The challenge of heterogeneous group of users has been addressed by providing a method for reusing data mining components that is flexible enough to support a variety of tools used by the different users. By focussing on OGSA-based grid environments, which allow to build secure distributed systems, the challenges of users in different locations, multi- computer environments and distributed data sources have been addressed. The solutions presented in Chapters 3 and 4 are focussed on OGSA-based grid computing environments. The Application Description Schema including the associated services as well as the ar- chitecture of the GridR service are based on the batch job processing functionality that such environments currently provide.
However, the tools used and the distributed environments will be further developed and new architectures and infrastructures will emerge. Thus, if these environments evolve in future, our approaches might not longer directly match. Today, bioinformaticians are working with a huge set of different tools ranging from data mining toolkits such as Weka or RapidMiner and scripting environments such as R up to workflow environments such
as Taverna or Galaxy and their workflow sharing mechanisms, and they probably will work with lots of different analysis tools and process environments in future. Thus, the integration of such tools, including both the reuse of the functionality of the tools and the reuse of their user interfaces, with up-to-date distributed environments and the reuse of the solutions developed with these tools will still remain a problem.
The direct integration of scalable distributed environments into data mining toolkits, as described for R and grid computing environments in the context of the GridR client in Chapter 4, can also be useful for other environments. E.g., in [144] we investigated the integration of Weka and Hadoop, which is a system for cluster and cloud computing environments.
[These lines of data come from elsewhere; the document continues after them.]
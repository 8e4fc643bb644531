use serde::{Deserialize, Serialize};

use crate::color::Rgb;

/// One flat output row per item per trial, in the column layout the
/// analysis pipeline expects. The serialized names are the schema; renaming
/// a field here breaks every downstream reader.
#[derive(Debug, Clone, PartialEq, Serialize, Deserialize)]
pub struct TrialRecord {
    #[serde(rename = "Subject")]
    pub subject: String,
    #[serde(rename = "Block")]
    pub block: usize,
    #[serde(rename = "Trial")]
    pub trial: usize,
    /// 1-based position of the item in the trial's layout.
    #[serde(rename = "LocationNumber")]
    pub location_number: usize,
    /// 1-based position in the click sequence; 0 means never resolved.
    #[serde(rename = "ClickNumber")]
    pub click_number: u16,
    /// Unix seconds, sampled once per trial.
    #[serde(rename = "Timestamp")]
    pub timestamp: u64,
    #[serde(rename = "SetSize")]
    pub set_size: usize,
    #[serde(rename = "LocationX")]
    pub location_x: f32,
    #[serde(rename = "LocationY")]
    pub location_y: f32,
    #[serde(rename = "ColorIndex")]
    pub color_index: u16,
    #[serde(rename = "TrueColor")]
    pub true_color: Rgb,
    #[serde(rename = "RespColor")]
    pub resp_color: Option<Rgb>,
    /// Signed circular error in degrees; `None` when the selected color
    /// matched no wheel row.
    #[serde(rename = "Error")]
    pub error: Option<i16>,
    /// Seconds from response onset to the resolving click.
    #[serde(rename = "RT")]
    pub rt: Option<f64>,
}

/// Where finished rows go. One implementation writes files, another keeps
/// rows in memory for tests; the session does not care which.
///
/// The method is not called `push` or `append`: those are inherent `Vec`
/// methods, and on the `Vec` sink below they would shadow the trait.
pub trait RecordSink {
    fn push_record(&mut self, record: &TrialRecord) -> std::io::Result<()>;
}

/// In-memory sink, the one tests and dry runs use.
impl RecordSink for Vec<TrialRecord> {
    fn push_record(&mut self, record: &TrialRecord) -> std::io::Result<()> {
        self.push(record.clone());
        Ok(())
    }
}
The challenge of complex process chains has been addressed by providing a method for supporting the reuse of processes based on different levels of abstraction. The data mining process pattern approach presented in Chapter 5 provides a step into the direction of describing processes for reuse from the perspective of the bioinformatician and the steps that he needs to perform to reuse a process. However, there is a need for a tool that guides through the process of reuse that can be attached to different process environments. In addition, there is no support for deciding whether a process pattern is a good process pattern for a given data mining problem. The question remains on how the quality of a process pattern can be determined and how to select a process pattern from a process pattern database. Furthermore, it has to be analysed whether the hierarchy of tasks is adequate or if it would make sense to combine the current user focussed view on the tasks that the user needs to perform with additional structures for domain-oriented tasks that could be provided by the use of a task ontology. Furthermore, a detailed user study on our approach for reusing processes would be beneficial to provide more evidence for its usefulness.
In summary, we provided a solution based on existing technology based on methods that allow for the reuse of existing data mining components in grid environments, for the interactive development of data mining scripts consisting of one or more components in a grid environment, and for the reuse of processes including data mining components and scripts.